Computational Prediction Of Lysine Pupylation Sites In Prokaryotic Proteins Using Position Specific Scoring Matrix Into Bigram For Feature Extraction

Post-transcriptional modification (PTM) in a form of covalently attached proteins like ubiquitin (Ub) are considered an exclusive feature of eukaryotic organisms. Pupylation, a crucial type of PTM of prokaryotic proteins, is modification of lysine residues with a prokaryotic ubiquitin-like protein (Pup) tagging functionally to ubiquitination used by certain bacteria in order to target proteins for proteasomal degradation. Pupylation plays an important role in regulating many biological processes and accurate identification of pupylation sites contributes in understanding the molecular mechanism of pupylation.

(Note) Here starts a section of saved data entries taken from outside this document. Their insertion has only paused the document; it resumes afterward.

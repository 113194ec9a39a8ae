use crate::tools::ToolDescriptor;

#[derive(Clone, Debug, PartialEq, Eq)]
pub enum GuardDecision {
    Allow,
    Deny { reason_code: &'static str, user_message: String },
}

/// Policy applied by the tool registry before any tool runs.
#[derive(Clone, Debug, PartialEq, Eq)]
pub struct ToolGuard {
    pub allow_side_effects: bool,
}

impl Default for ToolGuard {
    fn default() -> Self {
        Self { allow_side_effects: true }
    }
}

impl ToolGuard {
    pub fn new(allow_side_effects: bool) -> Self {
        Self { allow_side_effects }
    }

    pub fn evaluate(&self, descriptor: &ToolDescriptor) -> GuardDecision {
        if !descriptor.side_effect || self.allow_side_effects {
            return GuardDecision::Allow;
        }

        GuardDecision::Deny {
            reason_code: "side_effects_disabled",
            user_message: format!(
                "`{}` changes external systems and is disabled in this deployment.",
                descriptor.name
            ),
        }
    }
}

#[cfg(test)]
mod tests {
    use serde_json::json;

    use super::{GuardDecision, ToolGuard};
    use crate::tools::ToolDescriptor;

    fn descriptor(name: &str, side_effect: bool) -> ToolDescriptor {
        ToolDescriptor {
            name: name.to_string(),
            description: "test".to_string(),
            input_schema: json!({"type": "object"}),
            output_schema: json!({"type": "object"}),
            side_effect,
        }
    }

    #[test]
    fn read_only_tools_always_pass() {
        let guard = ToolGuard::new(false);
        assert_eq!(guard.evaluate(&descriptor("get_purchase_orders", false)), GuardDecision::Allow);
    }

    #[test]
    fn side_effect_tools_are_denied_when_disabled() {
        let guard = ToolGuard::new(false);
        let decision = guard.evaluate(&descriptor("po_posting_api", true));

        assert!(matches!(
            decision,
            GuardDecision::Deny { reason_code: "side_effects_disabled", ref user_message }
                if user_message.contains("po_posting_api")
        ));
        assert_eq!(
            ToolGuard::default().evaluate(&descriptor("po_posting_api", true)),
            GuardDecision::Allow
        );
    }
}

The experimental technique used in identification of pupylated lysine residues is still a costly and time-consuming process. Thus, several computational predictors have been developed based on protein sequence information to tackle this crucial issue. However, the performance of these predictors are still unsatisfactory. In this work, we propose a new predictor, PSSM-PUP that uses evolutionary information of amino acids to predict pupylated lysine residues. Each lysine residue is defined through its profile bigrams extracted from position specific scoring matrices (PSSM). PSSM-PUP has demonstrated improvement in performance compared to other existing predictors using the benchmark dataset from Pupdb Database. The proposed method achieves highest performance in 10-fold PSSM-PUP with accuracy value of 0.8975, sensitivity value of 0.8731, specificity value of 0.9222, precision value of 0.9222 and Matthews correlation coefficient value of 0.801.